His daughter missed him,. He had never been an attentive father, never really known what to do with a daughter, but he tried, and that is what matters to children. She cherished the nights when he read to her from the big leather bound volume, fairytales not suitable for children. In her world, father was the sun and the moon. And now both were gone and she was left only with the darkness of her disease, her feeble heart fluttering as if trying to beat its way out of her chest.

It was late or early. He no longer knew. The curtains were closed against the world and he read only by flickering candlelight. The electricity had been disconnected as he never went to work or paid the bills. The furniture had been taken away too, and he perched on a pile of books to read. He did not know what time it was, but he knew he had found his answer. He clutched the book to his heart, in a paroxysm of joy and horror, whispering fervid thanks to the dark room around him.
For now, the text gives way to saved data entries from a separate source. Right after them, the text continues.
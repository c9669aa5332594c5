//! `~/.biminfo` (spec §6): a per-file cursor cache. Each record is a
//! fixed-width line so it can be rewritten in place without touching the
//! rest of the file: `>` + absolute path + space + a 20-wide line number
//! + space + a 20-wide column number.

use std::collections::BTreeMap;
use std::fs;
use std::path::Path;

use anyhow::{Context, Result};
use tracing::debug;

const HEADER: &str = "\
# This is a biminfo file.
# This file is autogenerated and will be rewritten on quit.
# Do not edit manually.
";

const NUMBER_WIDTH: usize = 20;

#[derive(Debug, Clone, Default, PartialEq, Eq)]
pub struct BimInfo {
    entries: BTreeMap<String, (usize, usize)>,
}

impl BimInfo {
    pub fn load(path: &Path) -> Result<Self> {
        if !path.exists() {
            return Ok(Self::default());
        }
        let text = fs::read_to_string(path)
            .with_context(|| format!("reading {}", path.display()))?;
        Ok(Self::parse(&text))
    }

    pub fn parse(text: &str) -> Self {
        let mut entries = BTreeMap::new();
        for line in text.lines() {
            let Some(rest) = line.strip_prefix('>') else { continue };
            let rest = rest.trim_end();
            if rest.len() < NUMBER_WIDTH * 2 + 2 {
                continue;
            }
            let split_at = rest.len() - NUMBER_WIDTH * 2 - 1;
            let (path_part, nums) = rest.split_at(split_at);
            let path_part = path_part.trim_end();
            let nums = &nums[1..];
            let Some((line_str, col_str)) = nums.split_once(' ') else { continue };
            let (Ok(line_no), Ok(col_no)) =
                (line_str.trim().parse::<usize>(), col_str.trim().parse::<usize>())
            else {
                continue;
            };
            entries.insert(path_part.to_string(), (line_no, col_no));
        }
        Self { entries }
    }

    pub fn get(&self, path: &str) -> Option<(usize, usize)> {
        self.entries.get(path).copied()
    }

    pub fn set(&mut self, path: impl Into<String>, line: usize, col: usize) {
        self.entries.insert(path.into(), (line, col));
    }

    pub fn save(&self, path: &Path) -> Result<()> {
        let mut out = String::from(HEADER);
        for (file, (line, col)) in &self.entries {
            out.push('>');
            out.push_str(file);
            out.push(' ');
            out.push_str(&format!("{line:<width$}", width = NUMBER_WIDTH));
            out.push(' ');
            out.push_str(&format!("{col:<width$}", width = NUMBER_WIDTH));
            out.push('\n');
        }
        debug!(entries = self.entries.len(), path = %path.display(), "writing biminfo");
        fs::write(path, out).with_context(|| format!("writing {}", path.display()))
    }
}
He left the house under cover of darkness and was gone three days. He returned bearing a brown paper wrapped package that seemed damp, and perhaps moving. She watched him, fascinated, as he crept past her room and into his own, locking the door behind him. She went and helped herself to some of the stale bread in the fridge.

The father retreated to his room for five days. The daughter could hear noises. A Rustling. A dripping. A gurgling. She slipped food under the door for her father. After five days, she became worried. She got a knife from the kitchen and forced the lock.

When she stepped inside the room was dark, lit only by a thin sliver of light coming through the torn curtains. The room smelled dank, like a swap, and her feet squelched and stuck to the floor. Mud... or something like mud oozed up between her toes. Her heart was beating like it would burst, but somehow, she made it across the room and pulled open the curtains. Bright sunlight filled the room. Vine tendrils and mushrooms that sprouted from the wallpaper shrunk away from the light. She already knew that something terrible, something unnatural had happened to her father.

She found him in the corner of the room, behind a pile of books. His eyes were open, rolled up to show the whites, covered with tiny specks like her freckles. His breathing was shallow. From his chest, a black and mouldy tree sprouted, rooting him to the ground.

The tree was slimy to the touch, covered with tiny algae blossoms that moved in wind of her breathing. There were no leaves on the tree. But that did not mean it was bare. No, not at all. For, right at the middle of the tree, it hung from a branch, glowing and pulsing. Large and red, just the way it should be.

Her sparrow heart beat within her as if protesting this aberration, but she was filled with a fierce and terrible joy. Later, she would mourn her father’s sacrifice, but for now, it was time to take her gift.

She plucked the fruit from the tree and bit into it, crimson juice running down her chin. She devoured the heart that her father grew for her.